Hätte man sich doch früher schon die Mühe gemacht, Texte in deutscher Sprache näher anzusehen und herauszufiltern, was an Nazi-Vokabular bis in die Neuzeit überlebt hat, es wäre weniger gewesen, das man heute anprangern müsste.
Aber auch im Englischen und Französischen haben Fremdenfeindlichkeit und Kolonialismus ihre Spuren hinterlassen. Hass, Unterdrückung und Intoleranz feiern wieder fröhliche Urständ. Wer kann das ändern?
Also los, »weißelt« die Buchseiten, um Max Frischs Andorra endlich die Rechtfertigung zu geben! Für eine Welt, die wieder einsieht, dass Verleumdung und Zersetzung nicht das Ziel sein können.

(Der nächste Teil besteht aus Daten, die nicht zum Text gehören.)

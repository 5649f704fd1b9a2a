use std::sync::atomic::{AtomicU64, Ordering};

use serde::{Deserialize, Serialize};

/// Lifetime counters for one engine instance.
#[derive(Debug, Default)]
pub struct EngineMetrics {
    enqueued: AtomicU64,
    reenqueued: AtomicU64,
    completed: AtomicU64,
    failed: AtomicU64,
    exceptions: AtomicU64,
    dropped: AtomicU64,
}

impl EngineMetrics {
    pub fn new() -> Self {
        Self::default()
    }

    pub fn record_enqueued(&self) {
        self.enqueued.fetch_add(1, Ordering::Relaxed);
    }

    pub fn record_reenqueued(&self) {
        self.reenqueued.fetch_add(1, Ordering::Relaxed);
    }

    pub fn record_completed(&self) {
        self.completed.fetch_add(1, Ordering::Relaxed);
    }

    pub fn record_failed(&self) {
        self.failed.fetch_add(1, Ordering::Relaxed);
    }

    pub fn record_exception(&self) {
        self.exceptions.fetch_add(1, Ordering::Relaxed);
    }

    pub fn record_dropped(&self) {
        self.dropped.fetch_add(1, Ordering::Relaxed);
    }

    pub fn counters(&self) -> MetricsCounters {
        MetricsCounters {
            enqueued: self.enqueued.load(Ordering::Relaxed),
            reenqueued: self.reenqueued.load(Ordering::Relaxed),
            completed: self.completed.load(Ordering::Relaxed),
            failed: self.failed.load(Ordering::Relaxed),
            exceptions: self.exceptions.load(Ordering::Relaxed),
            dropped: self.dropped.load(Ordering::Relaxed),
        }
    }
}

#[derive(Debug, Clone, Copy, Default, PartialEq, Eq, Serialize, Deserialize)]
pub struct MetricsCounters {
    pub enqueued: u64,
    pub reenqueued: u64,
    pub completed: u64,
    pub failed: u64,
    pub exceptions: u64,
    pub dropped: u64,
}

/// Per-function row, also the shape of one admin `status` line.
#[derive(Debug, Clone, PartialEq, Eq, Serialize, Deserialize)]
pub struct QueueSnapshot {
    pub function: String,
    pub total: usize,
    pub high: usize,
    pub normal: usize,
    pub low: usize,
    pub running: usize,
    pub available_workers: usize,
}

#[derive(Debug, Clone, Serialize, Deserialize)]
pub struct MetricsSnapshot {
    pub counters: MetricsCounters,
    /// Entries waiting in any queue.
    pub pending: usize,
    /// Jobs currently assigned to a worker.
    pub active: usize,
    pub workers: usize,
    pub queues: Vec<QueueSnapshot>,
}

Aber - habe ich vergessen, dass die Literatur eigentlich eine Kunst ist, zu deren Aufgaben es auch gehört, der Gesellschaft ihren Spiegel vorzuhalten? Geht es nicht eigentlich darum, dass sie alles abbilden soll - gut wie böse? Wäre dann die Korrektur der Werke, vor allem alter Autorinnen und Autoren, nicht schlicht und einfach Geschichtsklitterung indem wir sie und natürlich ihre Zeit verharmlosen und beschönigen?
Agatha Christie und Ian Fleming stehen im Augenblick stark unter Beobachtung. (Viele ihrer gebrauchten Ausdrücke in den Büchern passen angeblich nicht mehr in die heutige Zeit. Wenn man nachdenkt, spürt man den Geist von George Orwell zwischen den Seiten hervortreten, mit dem unverwechselbaren Vokabular seines Romans 1984) Man kann mit Fug und Recht sagen: Hier läuft etwas schief! Müssen sich nicht erst Zeitgeist und Gesellschaft ändern, damit die Literatur sich daran abarbeiten kann?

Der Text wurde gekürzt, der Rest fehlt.